The mammalian aromatic amino acid hydroxylases (phenylalanine, tyrosine, and tryptophan hydroxylase (PheOH, TyrOH, TrpOH, respectively)) are functionally and structurally closely related enzymes (eg 65% sequence identity and 80% sequence homology in the catalytic domains) 1 (Figure 1). This family of enzymes shares a common catalytic mechanism, in which dioxygen is used by an active site containing a single, reduced iron atom to hydroxylate an unactivated aromatic substrate (ie, monooxygenase activity), concomitant with a two-electron oxidation of tetrahydropterin cofactor to its quinonoid dihydropterin form (Figure 2). 2 The enzymes play an important role in mammalian metabolism: PheOH initiates the catabolism/detoxification of high levels of phenylalanine, while TyrOH and TrpOH catalyze the rate-limiting steps in the biosynthesis of the neurotransmitters/hormones dopamine/noradrenaline/adrenaline and serotonin, respectively.
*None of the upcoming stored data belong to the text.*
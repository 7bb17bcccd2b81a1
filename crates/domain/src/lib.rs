//! # belfry-domain
//!
//! Pure domain model for the belfry bell controller.
//!
//! ## Responsibilities
//! - Foundational types: error conventions, time-of-day normalization
//! - Define **Actions** (`on`, `off`, `timer`, `repeat`) parsed once from their
//!   slash-delimited wire form
//! - Define **Schedules** (named, ordered trigger lists) including the
//!   session-relative *wild* template form
//! - Define the **assignment indices** (weekly, monthly, once, skip, active)
//! - Define the **engine state** (progress marker, last ring, completion) and
//!   tunables (`gap`, `max_wait`)
//! - Contain the scheduling algorithms: resolving today's merged timeline,
//!   selecting the trigger to act on, recording progress and day rollover
//!
//! ## Dependency rule
//! This crate has **no internal dependencies**.
//! It must never import anything from `app`, adapters, or external IO crates.
//! All IO boundaries are expressed as traits in the `app` crate (ports).

pub mod error;
pub mod time;

pub mod action;
pub mod assignment;
pub mod book;
pub mod schedule;
pub mod state;
pub mod timeline;
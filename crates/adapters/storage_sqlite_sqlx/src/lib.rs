//! # belfry-adapter-storage-sqlite-sqlx
//!
//! `SQLite` persistence adapter using [sqlx](https://docs.rs/sqlx).
//!
//! ## Responsibilities
//! - Implement the `ScheduleStore` port defined in `belfry-app::ports`
//! - Manage `SQLite` connection pool lifecycle
//! - Run database migrations (using sqlx embedded migrations)
//! - Store each top-level document key as one JSON row
//!
//! ## Dependency rule
//! Depends on `belfry-app` (for port traits) and `belfry-domain` (for domain types).
//! The `app` and `domain` crates must never reference this adapter.

pub mod document_store;
pub mod error;
pub mod pool;

pub use document_store::SqliteScheduleStore;
pub use pool::Database;
//! Schedule service — management use-cases on top of the [`ScheduleEngine`].
//!
//! Every mutating call is a single locked read-modify-commit and wakes the
//! polling driver afterwards.

use std::collections::BTreeMap;
use std::sync::Arc;

use belfry_domain::action::ActionSpec;
use belfry_domain::book::{Activation, Assignment, Deletion, DocumentKey, ScheduleMap};
use belfry_domain::error::{BelfryError, ValidationError};
use belfry_domain::state::{EngineState, Tunables};
use chrono::NaiveDate;
use serde::Serialize;
use serde_json::{Map, Value};

use crate::engine::ScheduleEngine;
use crate::ports::{Actuator, Clock, ScheduleStore};

/// One merged trigger of today's timeline.
#[derive(Debug, Clone, PartialEq, Serialize)]
pub struct UpcomingTrigger {
    /// Seconds since local midnight.
    pub at: i64,
    pub action: ActionSpec,
}

/// Engine state as reported to operators.
#[derive(Debug, Clone, PartialEq, Serialize)]
pub struct EngineStatus {
    #[serde(flatten)]
    pub state: EngineState,
    #[serde(flatten)]
    pub tunables: Tunables,
    pub synchronized: bool,
    pub local_time: String,
    pub today: Vec<UpcomingTrigger>,
}

/// Application service for managing schedules and the engine.
pub struct ScheduleService<S, A, C> {
    engine: Arc<ScheduleEngine<S, A, C>>,
}

impl<S, A, C> Clone for ScheduleService<S, A, C> {
    fn clone(&self) -> Self {
        Self {
            engine: Arc::clone(&self.engine),
        }
    }
}

impl<S, A, C> ScheduleService<S, A, C>
where
    S: ScheduleStore,
    A: Actuator,
    C: Clock,
{
    pub fn new(engine: Arc<ScheduleEngine<S, A, C>>) -> Self {
        Self { engine }
    }

    #[must_use]
    pub fn engine(&self) -> &Arc<ScheduleEngine<S, A, C>> {
        &self.engine
    }

    /// The stored document, restricted to `keys` when given.
    ///
    /// # Errors
    ///
    /// Only fails if encoding the document fails.
    pub async fn document(
        &self,
        keys: Option<Vec<DocumentKey>>,
    ) -> Result<Map<String, Value>, BelfryError> {
        let keys = keys.unwrap_or_else(|| DocumentKey::ALL.to_vec());
        let snapshot = self.engine.read(|book, _| book.snapshot(&keys)).await?;
        Ok(snapshot)
    }

    /// Create schedules (replacing existing ones when `overwrite` is set) and
    /// add names to the weekly, monthly and once indices, as one commit.
    ///
    /// # Errors
    ///
    /// Returns [`BelfryError::NotFound`] for an assigned name that neither
    /// exists nor is being saved, [`BelfryError::Validation`] for a blank name
    /// or an out-of-range day, or a storage error. Nothing is saved on error.
    #[tracing::instrument(skip(self, schedules, assignment), fields(count = schedules.len()))]
    pub async fn save_schedules(
        &self,
        schedules: ScheduleMap,
        overwrite: bool,
        assignment: Assignment,
        remove_existing: bool,
    ) -> Result<Vec<String>, BelfryError> {
        let written = self
            .engine
            .mutate(|book, _| book.save(schedules, overwrite, assignment, remove_existing))
            .await?;
        tracing::info!(?written, "schedules saved");
        Ok(written)
    }

    /// Delete schedules and purge every reference to them.
    ///
    /// # Errors
    ///
    /// Returns a storage error when saving fails.
    #[tracing::instrument(skip(self))]
    pub async fn delete_schedules(
        &self,
        names: Vec<String>,
        force: bool,
    ) -> Result<Deletion, BelfryError> {
        let deletion = self
            .engine
            .mutate(|book, _| Ok(book.delete_schedules(&names, force)))
            .await?;
        tracing::info!(
            deleted = ?deletion.deleted.keys().collect::<Vec<_>>(),
            skipped = ?deletion.skipped_active,
            "schedules deleted"
        );
        Ok(deletion)
    }

    /// Replace the active set.
    ///
    /// # Errors
    ///
    /// Returns [`BelfryError::NotFound`] for an unknown schedule, or a storage error.
    #[tracing::instrument(skip(self))]
    pub async fn set_active(&self, names: Vec<String>) -> Result<(), BelfryError> {
        self.engine
            .mutate(|book, _| Ok(book.set_active(names)?))
            .await
    }

    /// Replace the skip set of each given date.
    ///
    /// # Errors
    ///
    /// Returns [`BelfryError::NotFound`] for an unknown schedule, or a storage error.
    #[tracing::instrument(skip(self))]
    pub async fn update_skip(
        &self,
        skip: BTreeMap<NaiveDate, Vec<String>>,
    ) -> Result<(), BelfryError> {
        self.engine
            .mutate(|book, _| Ok(book.update_skip(skip)?))
            .await
    }

    /// Run `name` today: instantiate a wild template, or schedule a
    /// recurring schedule as a one-time run.
    ///
    /// # Errors
    ///
    /// Returns [`BelfryError::NotFound`] for an unknown schedule, or a storage error.
    #[tracing::instrument(skip(self))]
    pub async fn activate(&self, name: &str) -> Result<Activation, BelfryError> {
        let activation = self
            .engine
            .mutate(|book, now| Ok(book.activate(name, now)?))
            .await?;
        tracing::info!(schedule = name, ?activation, "schedule activated");
        Ok(activation)
    }

    /// Ring the bell once with a raw `mode/p1/p2/p3` action.
    ///
    /// Returns `false` when the action was not recognized and nothing rang.
    ///
    /// # Errors
    ///
    /// Returns [`ValidationError::EmptyAction`] for a blank action, or the
    /// actuator's failure.
    #[tracing::instrument(skip(self))]
    pub async fn ring(&self, action: &str) -> Result<bool, BelfryError> {
        if action.trim().is_empty() {
            return Err(ValidationError::EmptyAction.into());
        }
        self.engine.ring(&ActionSpec::parse(action)).await
    }

    /// Current engine state, tunables and today's merged timeline.
    pub async fn engine_status(&self) -> EngineStatus {
        let synchronized = self.engine.clock().is_synchronized();
        self.engine
            .read(|book, now| EngineStatus {
                state: *book.state(),
                tunables: book.tunables(),
                synchronized,
                local_time: now.to_string(),
                today: book
                    .resolve(now)
                    .slots()
                    .iter()
                    .map(|slot| UpcomingTrigger {
                        at: slot.time_of_day(),
                        action: slot.action.clone(),
                    })
                    .collect(),
            })
            .await
    }

    /// Override the gap and/or catch-up window.
    ///
    /// # Errors
    ///
    /// Returns [`BelfryError::Validation`] for an out-of-range value, or a storage error.
    #[tracing::instrument(skip(self))]
    pub async fn set_tunables(
        &self,
        gap: Option<i64>,
        max_wait: Option<i64>,
    ) -> Result<Tunables, BelfryError> {
        self.engine
            .mutate(|book, _| Ok(book.set_tunables(gap, max_wait)?))
            .await
    }

    /// Forget all progress and restore the default engine state.
    ///
    /// # Errors
    ///
    /// Returns a storage error when removing the stored state fails.
    #[tracing::instrument(skip(self))]
    pub async fn reset_engine_state(&self) -> Result<(), BelfryError> {
        self.engine.reset_state().await
    }

    /// Set the wall clock and mark it synchronized.
    #[tracing::instrument(skip(self))]
    pub fn synchronize_clock(&self, epoch: i64) {
        self.engine.clock().synchronize(epoch);
        self.engine.wake();
        tracing::info!(epoch, "clock synchronized");
    }
}
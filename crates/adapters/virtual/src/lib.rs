//! # belfry-adapter-virtual
//!
//! Simulated hardware for running the bell controller without a relay board.
//!
//! ## Provided adapters
//!
//! | Type | Port | Behaviour |
//! |------|------|-----------|
//! | [`VirtualRelay`] | `Actuator` | Tracks on/off state and logs every actuation |
//! | [`SystemClock`] | `Clock` | System time shifted by a skew set on synchronization |
//! | [`ManualClock`] | `Clock` | Time set explicitly; for demos and tests |
//!
//! ## Dependency rule
//!
//! Depends on `belfry-app` (port traits) and `belfry-domain` only.

mod clock;
mod relay;

pub use clock::{ManualClock, SystemClock};
pub use relay::{Actuation, RelayState, VirtualRelay};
In 1959, Kaufman3 related a deficiency in hPheOH to the genetic disease phenylketonuria (PKU), and more recently a deficiency in hTyrOH has been related to the genetic disease L-DOPA responsive dystonia4 and juvenile parkinsonism. 5 Current research is close to linking TyrOH with bipolar affective disorder6 and studying the relationship between DNA polymorphism of the TyrOH gene and schizophrenia7 (see section 4). Reduced biosynthesis of L-DOPA by TyrOH as a result of progressive degeneration of dopaminergic neurons in the nigrostriatal pathway is characteristic of idiopathic parkinsonism (Parkinson’s disease), and evidence has recently been presented that the TyrOH enzyme system itself may contribute to the oxidative stress considered to be responsible for the neurodegeneration. 8 While the enzymes operate on different amino acid substrates, the similarity of substrate structure is apparent, and recent data have provided important sequence and mechanistic links between the different hydroxylases.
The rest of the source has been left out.